From the past, ceramic materials have been used for electronic equipment to absorb electromagnetic waves emitted therefrom or those penetrated therein. Particularly, in near field communication (NFC), a ceramic sintered body such as ferrite has recently been used as a magnet sheet for securing communication distance and reliability by suppressing an eddy current generated from a metal/conductive plate adjacent to an antenna and jamming radio waves caused by the eddy current. However, the ceramic sintered body is too brittle, and thus, if the ceramic sintered body has a small thickness, it is easily broken even by low pressure applied thereto. Therefore, it is not easy to apply the ceramic sintered body to a curved or flexible device requiring flexibility. Furthermore, since the ceramic sintered body has low flexibility, a process of attaching the ceramic sintered body to an NFC antenna is not easy. To solve such limitations, a method of providing flexibility has been known in which a blade cutter or laser facility is used to form a groove with an appropriate depth in a ceramic green sheet prepared through a tape casting method, then the green sheet with the formed groove is sintered to obtain a ceramic sintered sheet, and thereafter an adhesive layer and a protective layer are formed on or attached to the ceramic sintered sheet.

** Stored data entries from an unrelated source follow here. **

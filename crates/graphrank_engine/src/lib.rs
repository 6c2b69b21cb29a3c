//! Graphrank engine: concrete dataset loader and scorer collaborators.
mod loader;
mod scorer;
mod types;

pub use loader::{JsonDatasetLoader, LoadError};
pub use scorer::IterativeScorer;
pub use types::{
    Assets, Dataset, EdgeEvaluator, EdgeRecord, EdgeWeights, Graph, GraphDomain,
    RankedDecomposition, RepoId, ScoredEntity,
};
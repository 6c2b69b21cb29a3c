use std::collections::HashMap;

use anyhow::{anyhow, ensure};
use async_trait::async_trait;
use graphrank_core::{Scorer, ScoringOptions};
use rank_logging::{rank_debug, rank_info};

use crate::{Dataset, EdgeEvaluator, GraphDomain, RankedDecomposition, ScoredEntity};

/// Damped weight-propagation scorer. Deterministic for a given dataset,
/// evaluator, and configuration.
#[derive(Debug, Clone)]
pub struct IterativeScorer {
    pub iterations: usize,
    pub damping: f64,
}

impl Default for IterativeScorer {
    fn default() -> Self {
        Self {
            iterations: 20,
            damping: 0.85,
        }
    }
}

#[async_trait]
impl Scorer<GraphDomain> for IterativeScorer {
    async fn score(
        &self,
        dataset: &Dataset,
        evaluator: &EdgeEvaluator,
        options: ScoringOptions,
    ) -> anyhow::Result<RankedDecomposition> {
        let nodes = &dataset.graph.nodes;
        let n = nodes.len();
        if n == 0 {
            return Ok(RankedDecomposition {
                entries: Vec::new(),
            });
        }

        let index: HashMap<&str, usize> = nodes
            .iter()
            .enumerate()
            .map(|(i, node)| (node.as_str(), i))
            .collect();

        // Each edge contributes up to two directed connections.
        let mut connections: Vec<(usize, usize, f64)> = Vec::new();
        for edge in &dataset.graph.edges {
            let weights = evaluator.evaluate(edge);
            let resolve = |address: &str| {
                index
                    .get(address)
                    .copied()
                    .ok_or_else(|| anyhow!("edge endpoint `{address}` is not a declared node"))
            };
            let src = resolve(&edge.src)?;
            let dst = resolve(&edge.dst)?;
            for (from, to, weight) in [
                (src, dst, edge.weight * weights.to_weight),
                (dst, src, edge.weight * weights.from_weight),
            ] {
                ensure!(
                    weight.is_finite() && weight >= 0.0,
                    "evaluator produced invalid weight {weight} for edge {} -> {}",
                    edge.src,
                    edge.dst
                );
                if weight > 0.0 {
                    connections.push((from, to, weight));
                }
            }
        }

        let mut out_total = vec![0.0_f64; n];
        for &(from, _, weight) in &connections {
            out_total[from] += weight;
        }

        let uniform = 1.0 / n as f64;
        let mut scores = vec![uniform; n];
        for iteration in 0..self.iterations {
            let mut next = vec![(1.0 - self.damping) * uniform; n];
            let dangling: f64 = (0..n)
                .filter(|&i| out_total[i] == 0.0)
                .map(|i| scores[i])
                .sum();
            for value in next.iter_mut() {
                *value += self.damping * dangling * uniform;
            }
            for &(from, to, weight) in &connections {
                next[to] += self.damping * scores[from] * weight / out_total[from];
            }
            if options.verbose {
                let delta: f64 = scores
                    .iter()
                    .zip(&next)
                    .map(|(old, new)| (old - new).abs())
                    .sum();
                rank_debug!("scoring iteration {iteration}: delta={delta:.6}");
            }
            scores = next;
        }

        let mut entries: Vec<ScoredEntity> = nodes
            .iter()
            .zip(&scores)
            .filter(|(node, _)| node.starts_with(&options.score_root_prefix))
            .map(|(node, &score)| ScoredEntity {
                address: node.clone(),
                score,
            })
            .collect();
        entries.sort_by(|a, b| {
            b.score
                .partial_cmp(&a.score)
                .unwrap_or(std::cmp::Ordering::Equal)
                .then_with(|| a.address.cmp(&b.address))
        });
        if options.verbose {
            rank_info!(
                "scored {} of {} entities under prefix {:?}",
                entries.len(),
                n,
                options.score_root_prefix
            );
        }
        Ok(RankedDecomposition { entries })
    }
}
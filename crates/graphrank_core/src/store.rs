use std::sync::Mutex;

use crate::{AppState, ScoringDomain};

/// Injected accessor pair for the single shared state cell.
///
/// The machine re-reads through `get` at every decision point so commit
/// checks always see the live value, never a cached one. Implementations may
/// piggyback side effects on `set` (e.g. a UI re-render trigger).
pub trait StateStore<D: ScoringDomain>: Send + Sync {
    fn get(&self) -> AppState<D>;
    fn set(&self, state: AppState<D>);
}

/// In-process store backed by a mutex-guarded cell.
pub struct MemoryStore<D: ScoringDomain> {
    cell: Mutex<AppState<D>>,
}

impl<D: ScoringDomain> MemoryStore<D> {
    pub fn new(initial: AppState<D>) -> Self {
        Self {
            cell: Mutex::new(initial),
        }
    }
}

impl<D: ScoringDomain> StateStore<D> for MemoryStore<D> {
    fn get(&self) -> AppState<D> {
        self.cell.lock().expect("lock state cell").clone()
    }

    fn set(&self, state: AppState<D>) {
        *self.cell.lock().expect("lock state cell") = state;
    }
}
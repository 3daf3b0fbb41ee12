// Location fixes
// One GPS sample with accuracy, motion and battery metadata

use chrono::{DateTime, Utc};
use serde::{Deserialize, Serialize};

use crate::geodesy;

/// Which side of the link produced a fix
#[derive(Debug, Clone, Copy, PartialEq, Eq, Hash, PartialOrd, Ord, Serialize, Deserialize)]
#[serde(rename_all = "snake_case")]
pub enum FixSource {
    /// The collar (watch) worn by the pet
    SensorDevice,
    /// The owner's phone
    DisplayDevice,
}

/// Latitude/longitude pair in degrees
#[derive(Debug, Clone, Copy, PartialEq, Serialize, Deserialize)]
pub struct Coordinate {
    pub latitude: f64,
    pub longitude: f64,
}

impl Coordinate {
    pub fn new(latitude: f64, longitude: f64) -> Self {
        Coordinate { latitude, longitude }
    }

    /// Great-circle distance to another coordinate in meters
    pub fn distance_to(&self, other: &Coordinate) -> f64 {
        geodesy::haversine(self.latitude, self.longitude, other.latitude, other.longitude)
    }
}

/// A single accepted-or-candidate GPS sample
///
/// Fixes are values: nothing mutates one after construction, the history
/// only changes which fix it points at.
#[derive(Debug, Clone, PartialEq, Serialize, Deserialize)]
pub struct LocationFix {
    /// Capture time on the producing device's clock
    pub timestamp: DateTime<Utc>,
    pub source: FixSource,
    pub coordinate: Coordinate,
    #[serde(default, skip_serializing_if = "Option::is_none")]
    pub altitude_meters: Option<f64>,
    pub horizontal_accuracy_meters: f64,
    pub vertical_accuracy_meters: f64,
    pub speed_meters_per_second: f64,
    /// Direction of travel, 0-360
    pub course_degrees: f64,
    /// Direction the device is pointing, 0-360
    #[serde(default, skip_serializing_if = "Option::is_none")]
    pub heading_degrees: Option<f64>,
    /// Producer battery at capture time. May be out of range on the wire;
    /// read it through `battery()`.
    pub battery_fraction: f64,
    /// Strictly increasing per producing device
    pub sequence: u64,
    #[serde(default, skip_serializing_if = "Option::is_none")]
    pub tracking_preset: Option<String>,
}

impl LocationFix {
    /// Create a fix with zeroed motion fields and unknown altitude/heading
    pub fn new(
        source: FixSource,
        sequence: u64,
        timestamp: DateTime<Utc>,
        coordinate: Coordinate,
        horizontal_accuracy_meters: f64,
    ) -> Self {
        LocationFix {
            timestamp,
            source,
            coordinate,
            altitude_meters: None,
            horizontal_accuracy_meters,
            vertical_accuracy_meters: 0.0,
            speed_meters_per_second: 0.0,
            course_degrees: 0.0,
            heading_degrees: None,
            battery_fraction: 1.0,
            sequence,
            tracking_preset: None,
        }
    }

    pub fn with_battery(mut self, fraction: f64) -> Self {
        self.battery_fraction = fraction;
        self
    }

    #[cfg(test)]
    pub(crate) fn with_altitude(mut self, meters: f64, vertical_accuracy: f64) -> Self {
        self.altitude_meters = Some(meters);
        self.vertical_accuracy_meters = vertical_accuracy;
        self
    }

    #[cfg(test)]
    pub(crate) fn with_motion(mut self, speed: f64, course: f64) -> Self {
        self.speed_meters_per_second = speed;
        self.course_degrees = course;
        self
    }

    pub fn with_preset(mut self, preset: impl Into<String>) -> Self {
        self.tracking_preset = Some(preset.into());
        self
    }

    /// Duplicate-suppression key
    pub fn key(&self) -> (FixSource, u64) {
        (self.source, self.sequence)
    }

    /// Battery fraction clamped to [0, 1]; NaN reads as empty
    pub fn battery(&self) -> f64 {
        if self.battery_fraction.is_nan() {
            0.0
        } else {
            self.battery_fraction.clamp(0.0, 1.0)
        }
    }

    /// Signed seconds from `earlier` to this fix
    pub fn seconds_since(&self, earlier: &LocationFix) -> f64 {
        seconds_between(earlier.timestamp, self.timestamp)
    }

    /// Copy with non-finite auxiliary fields normalised so it survives JSON
    /// (serde_json writes NaN as null, which the receiver cannot parse)
    pub fn wire_safe(&self) -> LocationFix {
        let finite_or = |v: f64, d: f64| if v.is_finite() { v } else { d };
        LocationFix {
            altitude_meters: self.altitude_meters.filter(|v| v.is_finite()),
            heading_degrees: self.heading_degrees.filter(|v| v.is_finite()),
            vertical_accuracy_meters: finite_or(self.vertical_accuracy_meters, 0.0),
            speed_meters_per_second: finite_or(self.speed_meters_per_second, 0.0),
            course_degrees: finite_or(self.course_degrees, 0.0),
            battery_fraction: self.battery(),
            ..self.clone()
        }
    }

    /// Structural checks applied to fixes arriving over the wire
    pub fn check(&self) -> Result<(), String> {
        let c = &self.coordinate;
        if !c.latitude.is_finite() || !(-90.0..=90.0).contains(&c.latitude) {
            return Err(format!("latitude out of range: {}", c.latitude));
        }
        if !c.longitude.is_finite() || !(-180.0..=180.0).contains(&c.longitude) {
            return Err(format!("longitude out of range: {}", c.longitude));
        }
        if !(self.horizontal_accuracy_meters >= 0.0) {
            return Err(format!("horizontal accuracy invalid: {}", self.horizontal_accuracy_meters));
        }
        // NaN is tolerated here; `wire_safe` zeroes it before sending
        if self.vertical_accuracy_meters < 0.0 {
            return Err(format!("vertical accuracy invalid: {}", self.vertical_accuracy_meters));
        }
        Ok(())
    }
}

/// Signed seconds between two instants (positive when `to` is later)
pub fn seconds_between(from: DateTime<Utc>, to: DateTime<Utc>) -> f64 {
    (to - from).num_microseconds().map(|us| us as f64 / 1e6).unwrap_or_else(|| {
        // Only reachable for spans beyond ~292k years
        (to - from).num_seconds() as f64
    })
}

Japanese Patent No. 4277596 discloses a sintered ferrite substrate comprising an adhesive layer on one surface thereof, wherein the sintered ferrite substrate can be easily attached to or detached from a curved or uneven surface of an electronic device without irregular damage by forming one or more continuous U- or V-shaped grooves in at least one surface to allow the substrate to be separated along the groove. In such a sintered ferrite substrate, U-/V-shaped grooves induce regular cracks when a bending force is applied to the substrate, thereby preventing irregular cracks and also having flexibility together with the adhesive layer and the protective layer formed on each side of the substrate. However, high-priced equipment is required to form grooves, leading to an increase in production cost. Moreover, since the ferrite sheets are becoming thinner and slimmer in line with trends for making electronic products more lightweight, thin, and micronized, it is not easy to control the depth of the groove, which causes processing and management costs to increase and defects to increased. In addition, the tact time for the groove forming process is long, which decreases productivity and reduces the cost competitiveness of products.

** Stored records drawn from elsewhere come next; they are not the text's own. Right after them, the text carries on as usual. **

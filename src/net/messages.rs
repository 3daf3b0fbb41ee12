// Wire payloads
// Tagged JSON carried over the three delivery tiers

use chrono::{DateTime, Utc};
use serde::{Deserialize, Serialize};

use crate::error::DecodeError;
use crate::fix::LocationFix;

/// Delivery tier a payload travelled over
#[derive(Debug, Clone, Copy, PartialEq, Eq, Hash, Serialize, Deserialize)]
#[serde(rename_all = "snake_case")]
pub enum Tier {
    /// Tier A: low latency, only when reachable, may silently fail
    BestEffort,
    /// Tier B: mailbox of one, each push overwrites the last
    LatestOnly,
    /// Tier C: FIFO, at-least-once, retried
    Durable,
}

/// Lightweight producer state pushed over the latest-only tier
#[derive(Debug, Clone, PartialEq, Serialize, Deserialize)]
pub struct StatusSummary {
    pub captured_at: DateTime<Utc>,
    pub battery_fraction: Option<f64>,
    pub reachable: bool,
    pub last_sequence: Option<u64>,
    /// Fixes waiting for durable delivery
    pub queued_fixes: usize,
    #[serde(default, skip_serializing_if = "Option::is_none")]
    pub tracking_preset: Option<String>,
}

impl StatusSummary {
    /// Same state apart from capture time; battery compared at 1% resolution
    pub fn same_state(&self, other: &StatusSummary) -> bool {
        let pct = |b: Option<f64>| b.map(|v| (v.clamp(0.0, 1.0) * 100.0).round() as i64);
        pct(self.battery_fraction) == pct(other.battery_fraction)
            && self.reachable == other.reachable
            && self.last_sequence == other.last_sequence
            && self.queued_fixes == other.queued_fixes
            && self.tracking_preset == other.tracking_preset
    }
}

/// Everything that can arrive from the transport
#[derive(Debug, Clone, PartialEq, Serialize, Deserialize)]
#[serde(tag = "type", rename_all = "snake_case")]
pub enum Payload {
    /// One fix, sent over the best-effort tier
    Fix { fix: LocationFix },
    /// Several fixes, sent over the durable tier
    Batch { fixes: Vec<LocationFix> },
    /// Producer status, sent over the latest-only tier
    Status { status: StatusSummary },
}

impl Payload {
    pub fn fix_count(&self) -> usize {
        match self {
            Payload::Fix { .. } => 1,
            Payload::Batch { fixes } => fixes.len(),
            Payload::Status { .. } => 0,
        }
    }

    pub fn into_fixes(self) -> Vec<LocationFix> {
        match self {
            Payload::Fix { fix } => vec![fix],
            Payload::Batch { fixes } => fixes,
            Payload::Status { .. } => Vec::new(),
        }
    }
}

/// Encoded payload for the latest-only tier
///
/// Only constructible from a `StatusSummary`: the mailbox overwrites on
/// every push, so trail data sent this way would be lost between reads.
#[derive(Debug, Clone, PartialEq)]
pub struct LatestOnlyFrame {
    bytes: Vec<u8>,
}

impl LatestOnlyFrame {
    pub fn from_status(status: &StatusSummary) -> Result<Self, serde_json::Error> {
        let payload = Payload::Status { status: status.clone() };
        Ok(LatestOnlyFrame { bytes: encode(&payload)? })
    }

    pub fn as_bytes(&self) -> &[u8] {
        &self.bytes
    }

    pub fn into_bytes(self) -> Vec<u8> {
        self.bytes
    }
}

pub fn encode(payload: &Payload) -> Result<Vec<u8>, serde_json::Error> {
    serde_json::to_vec(payload)
}

/// A parsed payload plus the batch entries that failed shape checks
#[derive(Debug)]
pub struct Decoded {
    pub payload: Payload,
    /// Dropped from a batch; the rest of the batch is still delivered
    pub invalid: Vec<DecodeError>,
}

fn invalid_fix(fix: &LocationFix, reason: String) -> DecodeError {
    DecodeError::InvalidFix { sequence: fix.sequence, reason }
}

/// Parse a payload and run shape checks on every fix it carries
///
/// A bad single fix fails the payload. A bad entry in a batch only costs
/// that entry.
pub fn decode(bytes: &[u8]) -> Result<Decoded, DecodeError> {
    if bytes.iter().all(|b| b.is_ascii_whitespace()) {
        return Err(DecodeError::Empty);
    }
    let mut invalid = Vec::new();
    let payload = match serde_json::from_slice::<Payload>(bytes)? {
        Payload::Fix { fix } => {
            fix.check().map_err(|reason| invalid_fix(&fix, reason))?;
            Payload::Fix { fix }
        }
        Payload::Batch { fixes } => {
            let fixes = fixes
                .into_iter()
                .filter(|fix| match fix.check() {
                    Ok(()) => true,
                    Err(reason) => {
                        invalid.push(invalid_fix(fix, reason));
                        false
                    }
                })
                .collect();
            Payload::Batch { fixes }
        }
        status @ Payload::Status { .. } => status,
    };
    Ok(Decoded { payload, invalid })
}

Also, a conventional process may enable a ceramic sheet to have flexibility, but has problems in that flexibility is not maximally obtained and the ceramic sheet has poor flexibility in a certain direction in which the flexibility is not imparted, when a user desires to bend the ceramic sheet in that direction. Particularly, in an operation of providing flexibility to a ceramic sheet and performing a subsequent process, or attaching the ceramic sheet to an NFC antenna, the ceramic sheet is necessarily subjected to bending or impacts. At this time, the ceramic material properties of conventional ceramic sheets are deteriorated.